- The Washington Times - Wednesday, March 14, 2007

We are on the cusp of a new era of terror financing, that of mobile payments or “m-payments.” An m-payment system is being developed by members of the GSM Association to enable migrant workers and the poor who do not have bank accounts to transfer money internationally, efficiently and inexpensively. According to the World Bank, 175 million migrants transferred at least $230 billion international remittances in 2005. Are Hamas, al Qaeda, Hezbollah and their likes far behind?

Soon, every mobile-phone owner will be able to send money, pay bills and make purchases anywhere, anytime. According to the GSM Association, 3 billion people have mobile phones, but only 1 billion people worldwide have bank accounts. BearingPoint, a major management and technology consulting company, estimated the unbanked marketplace in the United States alone in 2006 at $510 billion. No wonder that banks such as Citigroup, HSBC, JPMorgan Chase, BancorpSouth, as well as mobile phone companies such as Cingular, Verizon, Sprint and Vodafone, to name a few, are clamoring for a piece of the action.

Without the implementation of a real-time digital anti-money-laundering compliance framework, the m-payment system is well suited to become the “killer application” for money laundering and terror financing. All you need is a stored value card and m-payments enabled mobile phone and carrier.

There are now a dozen or so m-payment service providers. In the United States, Citigroup teamed up on Feb. 27 with Obopay, the mobile person-to-person payment service provider, thus enabling not only South American or Filipino migrant workers to avail themselves of the m-payments service, but also drug traffickers, and members of Hamas and Hezbollah in the United States to send money back to the Middle East, or to each other all over the world.

Many companies in Europe also provide such services. LUUP, a Norwegian company with offices in Germany and the United Kingdom, recently entered into an arrangement with the National Bank of Dubai. The emirate is a well-known conduit for al Qaeda, Hamas and Hezbollah funding.
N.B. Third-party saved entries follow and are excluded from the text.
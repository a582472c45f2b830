#[derive(Debug, Clone, Copy, PartialEq, Eq, Default)]
pub struct Span {
    pub start: usize,
    pub end: usize,
    pub line: usize,
    pub column: usize,
}

#[derive(Debug, Clone, PartialEq)]
pub enum TokenKind<'a> {
    Identifier(&'a str),
    Number(f64),
    String(String),
    True,
    False,
    Null,

    // Keywords
    If,
    Elif,
    Else,
    While,
    For,
    In,
    Repeat,
    Def,
    Return,
    Break,
    Continue,
    Pass,
    And,
    Or,
    Not,

    // Operators
    Equal,        // =
    EqualEqual,   // ==
    NotEqual,     // !=
    Less,         // <
    LessEqual,    // <=
    Greater,      // >
    GreaterEqual, // >=
    Plus,         // +
    Minus,        // -
    Star,         // *
    Slash,        // /
    Percent,      // %

    // Delimiters
    Colon,    // :
    Comma,    // ,
    Dot,      // .
    LParen,   // (
    RParen,   // )
    LBracket, // [
    RBracket, // ]
    LBrace,   // {
    RBrace,   // }

    // Structural
    Newline,
    Indent,
    Dedent,
    EOF,
}

impl TokenKind<'_> {
    /// Human-readable token name used in syntax error messages.
    pub fn describe(&self) -> String {
        match self {
            TokenKind::Identifier(name) => format!("identifier '{name}'"),
            TokenKind::Number(value) => format!("number {value}"),
            TokenKind::String(value) => format!("string \"{value}\""),
            TokenKind::Newline => "end of line".to_string(),
            TokenKind::Indent => "indent".to_string(),
            TokenKind::Dedent => "dedent".to_string(),
            TokenKind::EOF => "end of input".to_string(),
            other => format!("'{}'", other.symbol()),
        }
    }

    fn symbol(&self) -> &'static str {
        match self {
            TokenKind::True => "true",
            TokenKind::False => "false",
            TokenKind::Null => "null",
            TokenKind::If => "if",
            TokenKind::Elif => "elif",
            TokenKind::Else => "else",
            TokenKind::While => "while",
            TokenKind::For => "for",
            TokenKind::In => "in",
            TokenKind::Repeat => "repeat",
            TokenKind::Def => "def",
            TokenKind::Return => "return",
            TokenKind::Break => "break",
            TokenKind::Continue => "continue",
            TokenKind::Pass => "pass",
            TokenKind::And => "and",
            TokenKind::Or => "or",
            TokenKind::Not => "not",
            TokenKind::Equal => "=",
            TokenKind::EqualEqual => "==",
            TokenKind::NotEqual => "!=",
            TokenKind::Less => "<",
            TokenKind::LessEqual => "<=",
            TokenKind::Greater => ">",
            TokenKind::GreaterEqual => ">=",
            TokenKind::Plus => "+",
            TokenKind::Minus => "-",
            TokenKind::Star => "*",
            TokenKind::Slash => "/",
            TokenKind::Percent => "%",
            TokenKind::Colon => ":",
            TokenKind::Comma => ",",
            TokenKind::Dot => ".",
            TokenKind::LParen => "(",
            TokenKind::RParen => ")",
            TokenKind::LBracket => "[",
            TokenKind::RBracket => "]",
            TokenKind::LBrace => "{",
            TokenKind::RBrace => "}",
            TokenKind::Identifier(_)
            | TokenKind::Number(_)
            | TokenKind::String(_)
            | TokenKind::Newline
            | TokenKind::Indent
            | TokenKind::Dedent
            | TokenKind::EOF => "",
        }
    }
}

#[derive(Debug, Clone, PartialEq)]
pub struct Token<'a> {
    pub kind: TokenKind<'a>,
    pub span: Span,
}

impl<'a> Token<'a> {
    pub fn new(kind: TokenKind<'a>, span: Span) -> Self {
        Self { kind, span }
    }

    pub fn kind(&self) -> &TokenKind<'a> {
        &self.kind
    }

    pub fn span(&self) -> Span {
        self.span
    }
}
impl Compiler {
    fn emit(&mut self, instruction: Instruction) -> usize {
        self.code.push(Op {
            instruction,
            line: self.line,
        });
        self.code.len() - 1
    }

    fn patch(&mut self, position: usize, address: usize) {
        self.code[position].instruction.set_jump_target(address);
    }

    fn hidden_name(&mut self, role: &str) -> String {
        self.hidden_names += 1;
        format!("__{role}_{}", self.hidden_names)
    }

    fn compile_block(&mut self, statements: &[Statement]) -> SyntaxResult<()> {
        for statement in statements {
            self.compile_statement(statement)?;
        }
        Ok(())
    }

    fn compile_statement(&mut self, statement: &Statement) -> SyntaxResult<()> {
        self.line = statement.line;
        match &statement.kind {
            StatementKind::FunctionDef { name, params, body } => {
                self.compile_function(name, params, body)?;
            }
            StatementKind::Assign { target, value } => {
                self.emit(Instruction::Statement);
                match target {
                    AssignTarget::Name(name) => {
                        self.compile_expression(value);
                        self.emit(Instruction::StoreName(name.clone()));
                    }
                    AssignTarget::Index { name, index } => {
                        self.compile_expression(index);
                        self.compile_expression(value);
                        self.emit(Instruction::StoreIndex(name.clone()));
                    }
                }
            }
            StatementKind::If {
                condition,
                then_body,
                else_body,
            } => {
                self.compile_expression(condition);
                let jump_if_false = self.emit(Instruction::JumpIfFalse(0));
                self.compile_block(then_body)?;
                if else_body.is_empty() {
                    let end = self.code.len();
                    self.patch(jump_if_false, end);
                } else {
                    self.line = statement.line;
                    let jump_to_end = self.emit(Instruction::Jump(0));
                    let else_start = self.code.len();
                    self.patch(jump_if_false, else_start);
                    self.compile_block(else_body)?;
                    let end = self.code.len();
                    self.patch(jump_to_end, end);
                }
            }
            StatementKind::While { condition, body } => {
                let head = self.emit(Instruction::LoopHead);
                self.compile_expression(condition);
                let exit_jump = self.emit(Instruction::JumpIfFalse(0));
                self.compile_loop_body(head, exit_jump, body, statement.line)?;
            }
            StatementKind::Repeat { count, body } => {
                let counter = self.hidden_name("repeat");
                self.compile_expression(count);
                self.emit(Instruction::StoreName(counter.clone()));
                let head = self.emit(Instruction::LoopHead);
                let next = self.emit(Instruction::RepeatNext { counter, exit: 0 });
                self.compile_loop_body(head, next, body, statement.line)?;
            }
            StatementKind::ForRange {
                target,
                start,
                end,
                step,
                body,
            } => {
                let counter = self.hidden_name("range");
                let end_name = self.hidden_name("end");
                let step_name = self.hidden_name("step");
                self.compile_expression(start);
                self.emit(Instruction::StoreName(counter.clone()));
                self.compile_expression(end);
                self.emit(Instruction::StoreName(end_name.clone()));
                match step {
                    Some(step) => self.compile_expression(step),
                    None => {
                        self.emit(Instruction::PushNumber(1.0));
                    }
                }
                self.emit(Instruction::StoreName(step_name.clone()));
                let head = self.emit(Instruction::LoopHead);
                let next = self.emit(Instruction::RangeNext {
                    counter,
                    end: end_name,
                    step: step_name,
                    target: target.clone(),
                    exit: 0,
                });
                self.compile_loop_body(head, next, body, statement.line)?;
            }
            StatementKind::ForEach {
                target,
                iterable,
                body,
            } => {
                let items = self.hidden_name("items");
                let index = self.hidden_name("index");
                self.compile_expression(iterable);
                self.emit(Instruction::ToItems);
                self.emit(Instruction::StoreName(items.clone()));
                self.emit(Instruction::PushNumber(0.0));
                self.emit(Instruction::StoreName(index.clone()));
                let head = self.emit(Instruction::LoopHead);
                let next = self.emit(Instruction::IterNext {
                    items,
                    index,
                    target: target.clone(),
                    exit: 0,
                });
                self.compile_loop_body(head, next, body, statement.line)?;
            }
            StatementKind::Return(value) => {
                self.emit(Instruction::Statement);
                match value {
                    Some(value) => self.compile_expression(value),
                    None => {
                        self.emit(Instruction::PushNull);
                    }
                }
                self.emit(Instruction::Return);
            }
            StatementKind::Break => {
                self.emit(Instruction::Statement);
                let jump = self.emit(Instruction::Jump(0));
                match self.loops.last_mut() {
                    Some(labels) => labels.break_patches.push(jump),
                    None => {
                        return Err(SyntaxError::at_line(
                            "'break' outside of a loop",
                            statement.line,
                        ));
                    }
                }
            }
            StatementKind::Continue => {
                self.emit(Instruction::Statement);
                let target = match self.loops.last() {
                    Some(labels) => labels.continue_target,
                    None => {
                        return Err(SyntaxError::at_line(
                            "'continue' outside of a loop",
                            statement.line,
                        ));
                    }
                };
                self.emit(Instruction::Jump(target));
            }
            StatementKind::Pass => {
                self.emit(Instruction::Statement);
            }
            StatementKind::Expr(expr) => {
                self.emit(Instruction::Statement);
                self.compile_expression(expr);
                self.emit(Instruction::Pop);
            }
        }
        Ok(())
    }

    /// Emits a loop body that jumps back to `head`; `exit_jump` and any
    /// `break` inside are patched to the first address after the loop.
    fn compile_loop_body(
        &mut self,
        head: usize,
        exit_jump: usize,
        body: &[Statement],
        header_line: usize,
    ) -> SyntaxResult<()> {
        self.loops.push(LoopLabels {
            continue_target: head,
            break_patches: Vec::new(),
        });
        let result = self.compile_block(body);
        let labels = self.loops.pop();
        result?;

        self.line = header_line;
        self.emit(Instruction::Jump(head));
        let exit = self.code.len();
        self.patch(exit_jump, exit);
        for position in labels.map(|labels| labels.break_patches).unwrap_or_default() {
            self.patch(position, exit);
        }
        Ok(())
    }

    fn compile_function(
        &mut self,
        name: &str,
        params: &[String],
        body: &[Statement],
    ) -> SyntaxResult<()> {
        let def_line = self.line;
        if self.functions.contains_key(name) {
            return Err(SyntaxError::at_line(
                format!("Duplicate function definition '{name}'"),
                def_line,
            ));
        }
        let skip = self.emit(Instruction::Jump(0));
        let entry = self.code.len();
        self.functions.insert(
            name.to_string(),
            FunctionEntry {
                name: name.to_string(),
                params: params.to_vec(),
                entry,
                line: def_line,
            },
        );

        let enclosing_loops = std::mem::take(&mut self.loops);
        let result = self.compile_block(body);
        self.loops = enclosing_loops;
        result?;

        self.line = def_line;
        self.emit(Instruction::PushNull);
        self.emit(Instruction::Return);
        let after = self.code.len();
        self.patch(skip, after);
        Ok(())
    }

    fn compile_expression(&mut self, expr: &Expression) {
        match expr {
            Expression::Number(value) => {
                self.emit(Instruction::PushNumber(*value));
            }
            Expression::String(value) => {
                self.emit(Instruction::PushString(value.clone()));
            }
            Expression::Boolean(value) => {
                self.emit(Instruction::PushBool(*value));
            }
            Expression::Null => {
                self.emit(Instruction::PushNull);
            }
            Expression::Identifier(name) => {
                self.emit(Instruction::LoadName(name.clone()));
            }
            Expression::List(items) => {
                for item in items {
                    self.compile_expression(item);
                }
                self.emit(Instruction::BuildList(items.len()));
            }
            Expression::Object(entries) => {
                for (_, value) in entries {
                    self.compile_expression(value);
                }
                let keys = entries.iter().map(|(key, _)| key.clone()).collect();
                self.emit(Instruction::BuildMap(keys));
            }
            Expression::Index { object, index } => {
                self.compile_expression(object);
                self.compile_expression(index);
                self.emit(Instruction::LoadIndex);
            }
            Expression::Unary { op, operand } => {
                self.compile_expression(operand);
                self.emit(Instruction::Unary(*op));
            }
            Expression::BinaryOp { left, op, right } => {
                self.compile_expression(left);
                match op {
                    BinaryOperator::And | BinaryOperator::Or => {
                        let short_circuit = if *op == BinaryOperator::And {
                            self.emit(Instruction::JumpIfFalseOrPop(0))
                        } else {
                            self.emit(Instruction::JumpIfTrueOrPop(0))
                        };
                        self.compile_expression(right);
                        let end = self.code.len();
                        self.patch(short_circuit, end);
                    }
                    _ => {
                        self.compile_expression(right);
                        self.emit(Instruction::Binary(*op));
                    }
                }
            }
            Expression::Call { name, args } => {
                for arg in args {
                    self.compile_expression(arg);
                }
                self.emit(Instruction::Call {
                    name: name.clone(),
                    argc: args.len(),
                });
            }
            Expression::MethodCall {
                receiver,
                method,
                args,
            } => {
                for arg in args {
                    self.compile_expression(arg);
                }
                self.emit(Instruction::CallMethod {
                    receiver: receiver.clone(),
                    method: method.clone(),
                    argc: args.len(),
                });
            }
        }
    }
}
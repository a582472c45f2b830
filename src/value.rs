//! Runtime values.
//!
//! Values are plain owned data: assignment copies, and lists/maps are deep
//! cloned whenever a history snapshot is taken, so no binding ever aliases
//! another.

use std::cmp::Ordering;
use std::fmt;

use indexmap::IndexMap;
use serde::{Deserialize, Serialize};

use crate::error::RuntimeErrorKind;

type ValueResult<T> = Result<T, RuntimeErrorKind>;

#[derive(Debug, Clone, PartialEq, Default, Serialize, Deserialize)]
#[serde(untagged)]
pub enum Value {
    #[default]
    Null,
    Boolean(bool),
    Number(f64),
    String(String),
    List(Vec<Value>),
    Map(IndexMap<String, Value>),
}

impl Value {
    pub fn type_name(&self) -> &'static str {
        match self {
            Value::Null => "null",
            Value::Boolean(_) => "boolean",
            Value::Number(_) => "number",
            Value::String(_) => "string",
            Value::List(_) => "list",
            Value::Map(_) => "map",
        }
    }

    pub fn is_truthy(&self) -> bool {
        match self {
            Value::Null => false,
            Value::Boolean(value) => *value,
            Value::Number(value) => *value != 0.0,
            Value::String(value) => !value.is_empty(),
            Value::List(values) => !values.is_empty(),
            Value::Map(entries) => !entries.is_empty(),
        }
    }

    pub fn as_number(&self, operation: &str) -> ValueResult<f64> {
        match self {
            Value::Number(value) => Ok(*value),
            other => Err(RuntimeErrorKind::InvalidArgumentType {
                operation: operation.to_string(),
                expected: "number".to_string(),
                got: other.type_name().to_string(),
            }),
        }
    }

    /// Text shown by `print` and `str()`: strings render without quotes.
    pub fn to_output(&self) -> String {
        match self {
            Value::String(value) => value.clone(),
            other => other.repr(),
        }
    }

    /// Source-like rendering used inside containers.
    pub fn repr(&self) -> String {
        match self {
            Value::Null => "null".to_string(),
            Value::Boolean(value) => value.to_string(),
            Value::Number(value) => format_number(*value),
            Value::String(value) => format!("\"{}\"", escape_string(value)),
            Value::List(values) => {
                let rendered = values.iter().map(Value::repr).collect::<Vec<_>>();
                format!("[{}]", rendered.join(", "))
            }
            Value::Map(entries) => {
                let rendered = entries
                    .iter()
                    .map(|(key, value)| format!("\"{}\": {}", escape_string(key), value.repr()))
                    .collect::<Vec<_>>();
                format!("{{{}}}", rendered.join(", "))
            }
        }
    }

    pub fn add(&self, rhs: &Value) -> ValueResult<Value> {
        match (self, rhs) {
            (Value::Number(left), Value::Number(right)) => Ok(Value::Number(left + right)),
            (Value::String(left), Value::String(right)) => Ok(Value::String(format!("{left}{right}"))),
            (Value::List(left), Value::List(right)) => {
                let mut values = left.clone();
                values.extend(right.iter().cloned());
                Ok(Value::List(values))
            }
            _ => Err(unsupported("+", self, rhs)),
        }
    }

    pub fn sub(&self, rhs: &Value) -> ValueResult<Value> {
        self.numeric("-", rhs, |left, right| Ok(left - right))
    }

    pub fn mul(&self, rhs: &Value) -> ValueResult<Value> {
        self.numeric("*", rhs, |left, right| Ok(left * right))
    }

    pub fn div(&self, rhs: &Value) -> ValueResult<Value> {
        self.numeric("/", rhs, |left, right| {
            if right == 0.0 {
                return Err(RuntimeErrorKind::DivisionByZero);
            }
            Ok(left / right)
        })
    }

    pub fn rem(&self, rhs: &Value) -> ValueResult<Value> {
        self.numeric("%", rhs, |left, right| {
            if right == 0.0 {
                return Err(RuntimeErrorKind::DivisionByZero);
            }
            // Result takes the sign of the divisor, like floor division.
            Ok(((left % right) + right) % right)
        })
    }

    pub fn negate(&self) -> ValueResult<Value> {
        match self {
            Value::Number(value) => Ok(Value::Number(-value)),
            other => Err(RuntimeErrorKind::InvalidArgumentType {
                operation: "-".to_string(),
                expected: "number".to_string(),
                got: other.type_name().to_string(),
            }),
        }
    }

    /// Ordering for `<`, `<=`, `>`, `>=`; only numbers and strings compare.
    pub fn compare(&self, operation: &str, rhs: &Value) -> ValueResult<Ordering> {
        let ordering = match (self, rhs) {
            (Value::Number(left), Value::Number(right)) => left.partial_cmp(right),
            (Value::String(left), Value::String(right)) => Some(left.cmp(right)),
            _ => None,
        };
        ordering.ok_or_else(|| unsupported(operation, self, rhs))
    }

    pub fn len(&self) -> ValueResult<usize> {
        match self {
            Value::String(value) => Ok(value.chars().count()),
            Value::List(values) => Ok(values.len()),
            Value::Map(entries) => Ok(entries.len()),
            other => Err(RuntimeErrorKind::InvalidArgumentType {
                operation: "len".to_string(),
                expected: "list, string or map".to_string(),
                got: other.type_name().to_string(),
            }),
        }
    }

    pub fn get_item(&self, index: &Value) -> ValueResult<Value> {
        match self {
            Value::List(values) => {
                let position = list_position(index, values.len())?;
                Ok(values[position].clone())
            }
            Value::String(value) => {
                let chars = value.chars().collect::<Vec<_>>();
                let position = list_position(index, chars.len())?;
                Ok(Value::String(chars[position].to_string()))
            }
            Value::Map(entries) => {
                let key = map_key(index)?;
                entries
                    .get(key)
                    .cloned()
                    .ok_or_else(|| RuntimeErrorKind::MissingKey {
                        key: key.to_string(),
                    })
            }
            other => Err(RuntimeErrorKind::NotIndexable {
                type_name: other.type_name().to_string(),
            }),
        }
    }

    pub fn set_item(&mut self, index: &Value, value: Value) -> ValueResult<()> {
        match self {
            Value::List(values) => {
                let position = list_position(index, values.len())?;
                values[position] = value;
                Ok(())
            }
            Value::Map(entries) => {
                let key = map_key(index)?;
                entries.insert(key.to_string(), value);
                Ok(())
            }
            other => Err(RuntimeErrorKind::NotIndexable {
                type_name: other.type_name().to_string(),
            }),
        }
    }

    /// Items visited by `for x in value`: list items, characters, or map keys.
    pub fn iteration_items(&self) -> ValueResult<Vec<Value>> {
        match self {
            Value::List(values) => Ok(values.clone()),
            Value::String(value) => Ok(value
                .chars()
                .map(|c| Value::String(c.to_string()))
                .collect()),
            Value::Map(entries) => Ok(entries.keys().cloned().map(Value::String).collect()),
            other => Err(RuntimeErrorKind::NotIterable {
                type_name: other.type_name().to_string(),
            }),
        }
    }

    fn numeric(
        &self,
        operation: &str,
        rhs: &Value,
        op: impl FnOnce(f64, f64) -> ValueResult<f64>,
    ) -> ValueResult<Value> {
        match (self, rhs) {
            (Value::Number(left), Value::Number(right)) => Ok(Value::Number(op(*left, *right)?)),
            _ => Err(unsupported(operation, self, rhs)),
        }
    }
}

impl fmt::Display for Value {
    fn fmt(&self, f: &mut fmt::Formatter<'_>) -> fmt::Result {
        f.write_str(&self.to_output())
    }
}

impl From<f64> for Value {
    fn from(value: f64) -> Self {
        Value::Number(value)
    }
}

impl From<bool> for Value {
    fn from(value: bool) -> Self {
        Value::Boolean(value)
    }
}

impl From<&str> for Value {
    fn from(value: &str) -> Self {
        Value::String(value.to_string())
    }
}

impl From<String> for Value {
    fn from(value: String) -> Self {
        Value::String(value)
    }
}

impl From<Vec<Value>> for Value {
    fn from(values: Vec<Value>) -> Self {
        Value::List(values)
    }
}

/// Whole numbers print without a fractional part.
pub fn format_number(value: f64) -> String {
    if value.fract() == 0.0 && value.abs() < 1e15 {
        format!("{}", value as i64)
    } else {
        format!("{value}")
    }
}

pub fn escape_string(value: &str) -> String {
    let mut escaped = String::with_capacity(value.len());
    for c in value.chars() {
        match c {
            '"' => escaped.push_str("\\\""),
            '\\' => escaped.push_str("\\\\"),
            '\n' => escaped.push_str("\\n"),
            '\t' => escaped.push_str("\\t"),
            other => escaped.push(other),
        }
    }
    escaped
}

/// Resolves a list index; negative indexes count from the end.
pub(crate) fn list_position(index: &Value, len: usize) -> ValueResult<usize> {
    let Value::Number(raw) = index else {
        return Err(RuntimeErrorKind::InvalidIndex {
            got: index.type_name().to_string(),
        });
    };
    if raw.fract() != 0.0 {
        return Err(RuntimeErrorKind::InvalidIndex {
            got: format_number(*raw),
        });
    }
    let raw = *raw as i64;
    let resolved = if raw < 0 { raw + len as i64 } else { raw };
    if resolved < 0 || resolved as usize >= len {
        return Err(RuntimeErrorKind::IndexOutOfBounds { index: raw, len });
    }
    Ok(resolved as usize)
}

fn map_key(index: &Value) -> ValueResult<&str> {
    match index {
        Value::String(key) => Ok(key),
        other => Err(RuntimeErrorKind::InvalidArgumentType {
            operation: "map key".to_string(),
            expected: "string".to_string(),
            got: other.type_name().to_string(),
        }),
    }
}

fn unsupported(operation: &str, left: &Value, right: &Value) -> RuntimeErrorKind {
    RuntimeErrorKind::UnsupportedOperands {
        operation: operation.to_string(),
        left: left.type_name().to_string(),
        right: right.type_name().to_string(),
    }
}

#[cfg(test)]
mod tests {
    use super::*;

    #[test]
    fn whole_numbers_print_without_fraction() {
        assert_eq!(Value::Number(3.0).to_output(), "3");
        assert_eq!(Value::Number(2.5).to_output(), "2.5");
        assert_eq!(Value::Number(-4.0).to_output(), "-4");
    }

    #[test]
    fn containers_render_nested_values() {
        let mut entries = IndexMap::new();
        entries.insert("name".to_string(), Value::from("bot"));
        entries.insert("path".to_string(), Value::List(vec![1.0.into(), true.into()]));
        assert_eq!(
            Value::Map(entries).to_output(),
            "{\"name\": \"bot\", \"path\": [1, true]}"
        );
    }

    #[test]
    fn mixing_strings_and_numbers_is_a_type_error() {
        let error = Value::from("a").add(&Value::Number(1.0)).expect_err("type error");
        assert!(matches!(error, RuntimeErrorKind::UnsupportedOperands { .. }));
    }

    #[test]
    fn division_by_zero_is_reported() {
        assert_eq!(
            Value::Number(1.0).div(&Value::Number(0.0)),
            Err(RuntimeErrorKind::DivisionByZero)
        );
        assert_eq!(
            Value::Number(1.0).rem(&Value::Number(0.0)),
            Err(RuntimeErrorKind::DivisionByZero)
        );
    }

    #[test]
    fn modulo_follows_divisor_sign() {
        assert_eq!(Value::Number(-1.0).rem(&Value::Number(3.0)), Ok(Value::Number(2.0)));
    }

    #[test]
    fn negative_indexes_count_from_end() {
        let list = Value::List(vec![1.0.into(), 2.0.into(), 3.0.into()]);
        assert_eq!(list.get_item(&Value::Number(-1.0)), Ok(Value::Number(3.0)));
        assert!(matches!(
            list.get_item(&Value::Number(3.0)),
            Err(RuntimeErrorKind::IndexOutOfBounds { index: 3, len: 3 })
        ));
    }

    #[test]
    fn clones_do_not_alias() {
        let original = Value::List(vec![1.0.into()]);
        let mut copy = original.clone();
        copy.set_item(&Value::Number(0.0), Value::Number(9.0))
            .expect("set item");
        assert_eq!(original, Value::List(vec![1.0.into()]));
    }

    #[test]
    fn serializes_as_plain_json() {
        let value = Value::List(vec![Value::Null, 1.5.into(), "x".into()]);
        assert_eq!(
            serde_json::to_string(&value).expect("serialize"),
            "[null,1.5,\"x\"]"
        );
    }
}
In the United Kingdom, with more practicing Muslims than Christians, and in which Islamist terrorists recruit and plan terror attacks in radicalized mosques in Birmingham, Leeds and London, HSBC — with more than 5,000 offices in 79 countries — and its subsidiary First Direct — a telephone- and Internet-based commercial bank, offer an m-payment solution over the Monilink worldwide Web network.

Stored value cards do not require a bank account or credit card to activate and use, nor do they require two forms of government-approved identification, just plain old cash. The majority of cards only allow low levels of cash to be held on the card, but some allow the transfer of thousands of dollars.

This is how it works: You buy a stored value card for X amount of dollars and a prepaid mobile phone. Next, you register with the m-payment service provider using a free anonymous e-mail account, your prepaid mobile phone number and the money on the stored value card. Using your mobile phone, you log on to the m-payment service provider and give them the number of the mobile phone to which you wish to transfer the funds from your stored value card. The m-payment service provider sends a message to the receiver’s phone number asking where to transfer the money. The recipient can request the transfer to his stored value card and withdraw the funds from any ATM.

Since the Near Field Communication security technology (which is the basis of the m-payment system) features sophisticated encryption, it represents a formidable impediment to law enforcers and intelligence services trying to detect suspicious money transactions. The challenge is compounded by the fact that the m-payment process can leave little to no audit trail; perhaps, two mobile-phone numbers; the amount; and short and simple instructions on transmission and reception.

The task of detecting or interdicting terrorists or money launderers is made all the more daunting because often the phone and stored value cards are discarded after a relatively small amount of time and use, and others employed elsewhere in their stead.

Moreover, many stored value cards enable you to reload the card, thus enabling larger sums of money to flow through it. Ironically, among its major selling points is the anonymity it provides for the user, as well as its functional similarity to a credit or debit card.

A large number of major U.S. credit-card companies and banks now offer stored value cards. According to the National Drug Intelligence Center’s National Drug Threat Assessment 2007, “the number of U.S.-issued Visa- and MasterCard-branded money remittance cards… increase• from 400,000 in 2005 to more than one million in 2006. In addition, more than 7 million MasterCard and Visa prepaid debit cards were in circulation.”

While the U.S. government, concerned with the potential impact of reporting requirements on the day-to-day operations of electronic funds transfer systems, is conducting feasibility studies, the regulatory framework is not capable of dealing with the latest digital developments. To avoid the abuse of this new technology by criminals and terrorists, the government needs to adopt a sophisticated digital tracking system now, as well as put in place a digital system to report in real time on transfers and block the flow of illicit funds.

Rachel Ehrenfeld is director of American Center for Democracy. John Wood is president of the Playfair Group.